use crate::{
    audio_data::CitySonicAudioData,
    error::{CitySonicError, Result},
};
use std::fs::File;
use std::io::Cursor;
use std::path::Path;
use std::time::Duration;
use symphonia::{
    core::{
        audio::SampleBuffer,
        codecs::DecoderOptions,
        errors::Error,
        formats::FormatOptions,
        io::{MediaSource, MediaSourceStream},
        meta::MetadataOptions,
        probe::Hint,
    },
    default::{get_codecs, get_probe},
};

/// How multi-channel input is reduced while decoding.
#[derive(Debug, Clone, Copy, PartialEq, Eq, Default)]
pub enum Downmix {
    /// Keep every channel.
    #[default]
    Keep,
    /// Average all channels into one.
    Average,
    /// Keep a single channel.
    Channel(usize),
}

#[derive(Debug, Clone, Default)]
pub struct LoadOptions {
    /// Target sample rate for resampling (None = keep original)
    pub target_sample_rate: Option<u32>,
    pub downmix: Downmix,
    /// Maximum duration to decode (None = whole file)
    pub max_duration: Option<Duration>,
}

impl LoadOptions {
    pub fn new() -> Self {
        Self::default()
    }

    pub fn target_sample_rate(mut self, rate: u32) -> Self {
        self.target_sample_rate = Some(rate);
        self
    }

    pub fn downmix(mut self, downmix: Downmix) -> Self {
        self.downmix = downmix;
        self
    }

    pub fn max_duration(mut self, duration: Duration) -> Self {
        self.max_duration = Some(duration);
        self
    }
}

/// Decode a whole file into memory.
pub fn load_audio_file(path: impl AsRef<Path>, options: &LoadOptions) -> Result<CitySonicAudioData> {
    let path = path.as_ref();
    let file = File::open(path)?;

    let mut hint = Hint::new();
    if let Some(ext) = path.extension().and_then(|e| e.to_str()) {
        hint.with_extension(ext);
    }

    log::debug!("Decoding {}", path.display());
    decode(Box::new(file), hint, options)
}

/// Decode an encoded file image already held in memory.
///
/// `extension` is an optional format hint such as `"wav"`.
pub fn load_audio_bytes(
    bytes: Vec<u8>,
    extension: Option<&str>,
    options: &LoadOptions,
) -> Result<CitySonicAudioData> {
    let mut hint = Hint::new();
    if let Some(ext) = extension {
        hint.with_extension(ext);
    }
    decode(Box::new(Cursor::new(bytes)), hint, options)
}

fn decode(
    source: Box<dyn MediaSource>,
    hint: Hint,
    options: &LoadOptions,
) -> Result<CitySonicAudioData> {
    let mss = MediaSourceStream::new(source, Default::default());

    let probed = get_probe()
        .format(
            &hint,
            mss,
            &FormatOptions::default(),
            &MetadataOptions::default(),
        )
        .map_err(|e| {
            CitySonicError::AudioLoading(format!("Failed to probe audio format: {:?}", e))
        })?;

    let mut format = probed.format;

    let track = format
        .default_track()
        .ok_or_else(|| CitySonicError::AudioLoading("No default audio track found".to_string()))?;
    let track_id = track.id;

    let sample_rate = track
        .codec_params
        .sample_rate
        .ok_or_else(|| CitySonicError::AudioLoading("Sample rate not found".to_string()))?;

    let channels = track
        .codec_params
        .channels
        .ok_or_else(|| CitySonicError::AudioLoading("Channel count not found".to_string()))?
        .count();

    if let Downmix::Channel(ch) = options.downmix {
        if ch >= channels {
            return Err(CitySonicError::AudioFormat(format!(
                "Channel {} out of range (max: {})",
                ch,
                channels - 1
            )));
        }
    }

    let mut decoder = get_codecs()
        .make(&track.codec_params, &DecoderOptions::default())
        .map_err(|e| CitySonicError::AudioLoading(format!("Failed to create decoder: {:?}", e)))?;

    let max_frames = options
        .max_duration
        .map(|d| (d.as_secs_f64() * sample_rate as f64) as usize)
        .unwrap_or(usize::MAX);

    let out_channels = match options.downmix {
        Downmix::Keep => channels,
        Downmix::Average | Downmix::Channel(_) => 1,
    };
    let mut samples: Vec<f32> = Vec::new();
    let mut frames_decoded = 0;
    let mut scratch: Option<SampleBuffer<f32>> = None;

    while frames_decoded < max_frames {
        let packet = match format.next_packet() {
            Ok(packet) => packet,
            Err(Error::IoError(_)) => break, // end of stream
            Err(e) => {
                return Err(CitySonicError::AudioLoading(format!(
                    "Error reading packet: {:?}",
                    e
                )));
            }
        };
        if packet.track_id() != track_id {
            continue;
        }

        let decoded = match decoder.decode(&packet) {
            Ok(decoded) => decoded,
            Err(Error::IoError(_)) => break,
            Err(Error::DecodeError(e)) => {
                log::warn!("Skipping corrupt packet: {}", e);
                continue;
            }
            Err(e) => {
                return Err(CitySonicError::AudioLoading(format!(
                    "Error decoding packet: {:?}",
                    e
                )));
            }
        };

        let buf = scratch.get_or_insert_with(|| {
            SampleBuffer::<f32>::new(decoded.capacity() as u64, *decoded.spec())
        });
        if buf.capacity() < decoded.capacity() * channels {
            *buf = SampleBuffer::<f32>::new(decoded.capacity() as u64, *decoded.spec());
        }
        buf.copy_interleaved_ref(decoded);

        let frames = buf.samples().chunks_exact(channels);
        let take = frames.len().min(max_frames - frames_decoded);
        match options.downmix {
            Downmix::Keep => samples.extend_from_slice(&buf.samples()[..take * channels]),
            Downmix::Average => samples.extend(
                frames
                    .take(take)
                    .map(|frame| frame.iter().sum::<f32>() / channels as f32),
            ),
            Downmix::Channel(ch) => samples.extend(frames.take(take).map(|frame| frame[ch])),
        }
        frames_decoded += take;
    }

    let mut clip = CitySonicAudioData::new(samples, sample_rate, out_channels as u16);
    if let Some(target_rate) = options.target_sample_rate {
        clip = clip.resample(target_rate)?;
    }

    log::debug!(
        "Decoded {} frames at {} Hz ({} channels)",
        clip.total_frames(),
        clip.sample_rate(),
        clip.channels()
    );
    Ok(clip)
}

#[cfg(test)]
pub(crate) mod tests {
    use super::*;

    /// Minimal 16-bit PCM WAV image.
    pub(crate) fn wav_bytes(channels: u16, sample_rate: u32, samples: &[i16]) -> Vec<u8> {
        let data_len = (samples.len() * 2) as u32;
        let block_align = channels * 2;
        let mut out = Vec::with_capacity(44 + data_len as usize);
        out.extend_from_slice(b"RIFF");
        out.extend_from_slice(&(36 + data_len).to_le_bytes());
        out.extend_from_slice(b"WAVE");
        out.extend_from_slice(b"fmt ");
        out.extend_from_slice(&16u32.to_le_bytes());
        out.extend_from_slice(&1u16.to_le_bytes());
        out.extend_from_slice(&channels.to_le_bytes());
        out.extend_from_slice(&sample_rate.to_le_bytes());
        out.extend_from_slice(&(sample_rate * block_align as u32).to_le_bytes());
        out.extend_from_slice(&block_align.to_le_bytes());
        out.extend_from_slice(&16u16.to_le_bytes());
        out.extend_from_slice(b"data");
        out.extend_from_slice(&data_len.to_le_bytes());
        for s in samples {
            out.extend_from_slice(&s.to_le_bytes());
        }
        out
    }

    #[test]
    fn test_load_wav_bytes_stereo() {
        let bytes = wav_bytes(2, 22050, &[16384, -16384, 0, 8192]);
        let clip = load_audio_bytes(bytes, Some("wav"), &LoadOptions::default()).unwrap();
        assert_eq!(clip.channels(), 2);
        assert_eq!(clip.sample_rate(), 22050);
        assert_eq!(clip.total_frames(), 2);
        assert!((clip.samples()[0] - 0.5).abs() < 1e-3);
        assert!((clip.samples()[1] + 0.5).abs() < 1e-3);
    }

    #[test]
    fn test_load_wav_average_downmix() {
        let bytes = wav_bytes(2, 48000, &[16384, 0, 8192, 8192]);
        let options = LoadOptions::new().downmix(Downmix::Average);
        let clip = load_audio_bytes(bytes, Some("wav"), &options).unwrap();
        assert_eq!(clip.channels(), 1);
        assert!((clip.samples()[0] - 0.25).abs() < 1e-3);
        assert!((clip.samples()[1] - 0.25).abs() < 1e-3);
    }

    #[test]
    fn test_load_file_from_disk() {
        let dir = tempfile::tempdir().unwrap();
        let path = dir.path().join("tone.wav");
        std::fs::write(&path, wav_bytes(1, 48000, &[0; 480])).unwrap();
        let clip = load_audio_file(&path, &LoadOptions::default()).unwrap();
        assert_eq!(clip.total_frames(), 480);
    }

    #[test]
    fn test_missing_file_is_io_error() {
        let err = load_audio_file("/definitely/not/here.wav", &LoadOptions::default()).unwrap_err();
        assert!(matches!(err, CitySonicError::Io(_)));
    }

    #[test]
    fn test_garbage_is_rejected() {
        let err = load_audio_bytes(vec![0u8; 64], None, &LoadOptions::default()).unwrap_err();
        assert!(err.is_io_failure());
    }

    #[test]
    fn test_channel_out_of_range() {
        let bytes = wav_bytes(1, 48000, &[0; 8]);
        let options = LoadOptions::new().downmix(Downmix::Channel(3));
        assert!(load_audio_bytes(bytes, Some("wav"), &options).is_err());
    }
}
* * *
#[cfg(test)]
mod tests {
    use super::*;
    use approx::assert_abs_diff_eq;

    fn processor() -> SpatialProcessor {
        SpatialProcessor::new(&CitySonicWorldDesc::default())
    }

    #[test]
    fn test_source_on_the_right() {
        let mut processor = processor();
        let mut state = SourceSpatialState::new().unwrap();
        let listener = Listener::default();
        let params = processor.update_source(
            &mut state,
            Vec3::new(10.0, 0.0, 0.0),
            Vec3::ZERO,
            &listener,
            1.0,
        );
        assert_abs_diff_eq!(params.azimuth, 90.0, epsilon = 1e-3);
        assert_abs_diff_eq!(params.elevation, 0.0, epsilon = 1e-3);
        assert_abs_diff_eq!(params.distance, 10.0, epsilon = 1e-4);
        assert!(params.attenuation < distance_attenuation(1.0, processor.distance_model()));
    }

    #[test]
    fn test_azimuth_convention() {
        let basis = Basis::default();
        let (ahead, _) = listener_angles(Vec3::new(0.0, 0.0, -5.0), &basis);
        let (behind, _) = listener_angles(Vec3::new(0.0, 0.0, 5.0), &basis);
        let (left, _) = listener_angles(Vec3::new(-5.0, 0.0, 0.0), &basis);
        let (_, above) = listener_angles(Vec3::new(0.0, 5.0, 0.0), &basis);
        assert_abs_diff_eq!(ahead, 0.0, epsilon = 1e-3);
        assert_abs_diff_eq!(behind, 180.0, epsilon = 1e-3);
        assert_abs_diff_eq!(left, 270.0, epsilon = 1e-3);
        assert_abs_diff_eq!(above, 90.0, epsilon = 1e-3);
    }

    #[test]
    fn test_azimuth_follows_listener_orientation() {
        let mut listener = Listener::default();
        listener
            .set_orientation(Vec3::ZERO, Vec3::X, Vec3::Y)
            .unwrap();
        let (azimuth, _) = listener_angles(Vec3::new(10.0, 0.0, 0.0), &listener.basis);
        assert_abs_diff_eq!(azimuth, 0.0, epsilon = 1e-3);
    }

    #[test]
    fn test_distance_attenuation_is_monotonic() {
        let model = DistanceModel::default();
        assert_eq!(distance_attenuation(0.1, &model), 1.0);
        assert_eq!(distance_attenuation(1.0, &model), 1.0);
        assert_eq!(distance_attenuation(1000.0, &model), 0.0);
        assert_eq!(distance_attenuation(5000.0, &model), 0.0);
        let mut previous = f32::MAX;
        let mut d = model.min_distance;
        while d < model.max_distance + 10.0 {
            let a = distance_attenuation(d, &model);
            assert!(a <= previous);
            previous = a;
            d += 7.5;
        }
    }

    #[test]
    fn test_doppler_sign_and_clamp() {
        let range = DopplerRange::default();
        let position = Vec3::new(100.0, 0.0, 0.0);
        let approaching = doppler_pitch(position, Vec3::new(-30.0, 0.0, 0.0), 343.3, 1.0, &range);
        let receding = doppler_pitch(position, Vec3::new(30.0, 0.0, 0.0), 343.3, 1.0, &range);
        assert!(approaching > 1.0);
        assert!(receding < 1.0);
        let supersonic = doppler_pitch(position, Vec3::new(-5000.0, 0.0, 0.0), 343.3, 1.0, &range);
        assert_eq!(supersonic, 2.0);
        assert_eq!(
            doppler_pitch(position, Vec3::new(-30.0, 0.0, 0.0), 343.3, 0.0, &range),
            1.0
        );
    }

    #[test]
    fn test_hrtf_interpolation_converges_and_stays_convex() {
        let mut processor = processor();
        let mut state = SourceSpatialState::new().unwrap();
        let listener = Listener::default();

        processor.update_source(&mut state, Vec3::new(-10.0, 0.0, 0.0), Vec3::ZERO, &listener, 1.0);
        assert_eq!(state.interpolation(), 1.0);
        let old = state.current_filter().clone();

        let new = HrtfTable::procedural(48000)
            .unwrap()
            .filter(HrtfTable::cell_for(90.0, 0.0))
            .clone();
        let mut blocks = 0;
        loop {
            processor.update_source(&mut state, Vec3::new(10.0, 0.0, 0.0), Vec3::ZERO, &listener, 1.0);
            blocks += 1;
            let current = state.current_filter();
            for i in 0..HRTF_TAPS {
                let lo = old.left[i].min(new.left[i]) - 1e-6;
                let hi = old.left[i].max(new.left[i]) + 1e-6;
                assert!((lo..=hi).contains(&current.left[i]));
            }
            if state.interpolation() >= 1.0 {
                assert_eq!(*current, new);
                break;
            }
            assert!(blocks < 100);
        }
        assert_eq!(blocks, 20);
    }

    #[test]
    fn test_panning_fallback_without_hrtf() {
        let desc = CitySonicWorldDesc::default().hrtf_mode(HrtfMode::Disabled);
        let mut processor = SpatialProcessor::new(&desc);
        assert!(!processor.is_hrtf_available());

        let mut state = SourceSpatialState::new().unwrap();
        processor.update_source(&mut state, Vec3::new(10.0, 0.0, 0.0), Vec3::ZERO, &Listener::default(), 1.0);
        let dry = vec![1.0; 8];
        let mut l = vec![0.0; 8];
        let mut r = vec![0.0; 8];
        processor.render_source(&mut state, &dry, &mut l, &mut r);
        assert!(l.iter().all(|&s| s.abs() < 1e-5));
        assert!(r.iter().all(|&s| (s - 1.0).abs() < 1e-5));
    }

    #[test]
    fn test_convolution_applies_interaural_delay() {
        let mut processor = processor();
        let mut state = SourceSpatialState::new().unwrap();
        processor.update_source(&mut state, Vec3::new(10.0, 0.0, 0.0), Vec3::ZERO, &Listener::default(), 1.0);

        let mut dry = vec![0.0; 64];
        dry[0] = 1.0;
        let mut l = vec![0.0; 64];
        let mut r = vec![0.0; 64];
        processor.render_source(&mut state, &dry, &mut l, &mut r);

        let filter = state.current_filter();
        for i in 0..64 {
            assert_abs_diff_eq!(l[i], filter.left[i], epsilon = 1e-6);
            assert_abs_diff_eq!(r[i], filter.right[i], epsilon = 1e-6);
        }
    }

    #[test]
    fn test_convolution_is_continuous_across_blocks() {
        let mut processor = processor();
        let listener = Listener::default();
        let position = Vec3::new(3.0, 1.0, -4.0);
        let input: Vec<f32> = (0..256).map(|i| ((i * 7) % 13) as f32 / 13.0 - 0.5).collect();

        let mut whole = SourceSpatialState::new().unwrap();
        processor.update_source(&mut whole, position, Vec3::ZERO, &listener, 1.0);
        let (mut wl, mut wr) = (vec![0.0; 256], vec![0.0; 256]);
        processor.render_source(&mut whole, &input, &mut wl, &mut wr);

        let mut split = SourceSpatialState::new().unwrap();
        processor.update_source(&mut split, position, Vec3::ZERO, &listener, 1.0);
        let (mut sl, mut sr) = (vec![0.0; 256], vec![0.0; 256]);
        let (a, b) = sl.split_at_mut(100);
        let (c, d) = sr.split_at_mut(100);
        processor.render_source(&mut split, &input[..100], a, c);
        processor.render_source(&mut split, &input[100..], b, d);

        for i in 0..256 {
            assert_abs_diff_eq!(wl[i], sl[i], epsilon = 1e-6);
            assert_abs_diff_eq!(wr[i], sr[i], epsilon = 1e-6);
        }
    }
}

[WORK TASK] Going through the entries above, report how many lines contain the word "memory", with no other text.

[SOLUTION BELOW] 2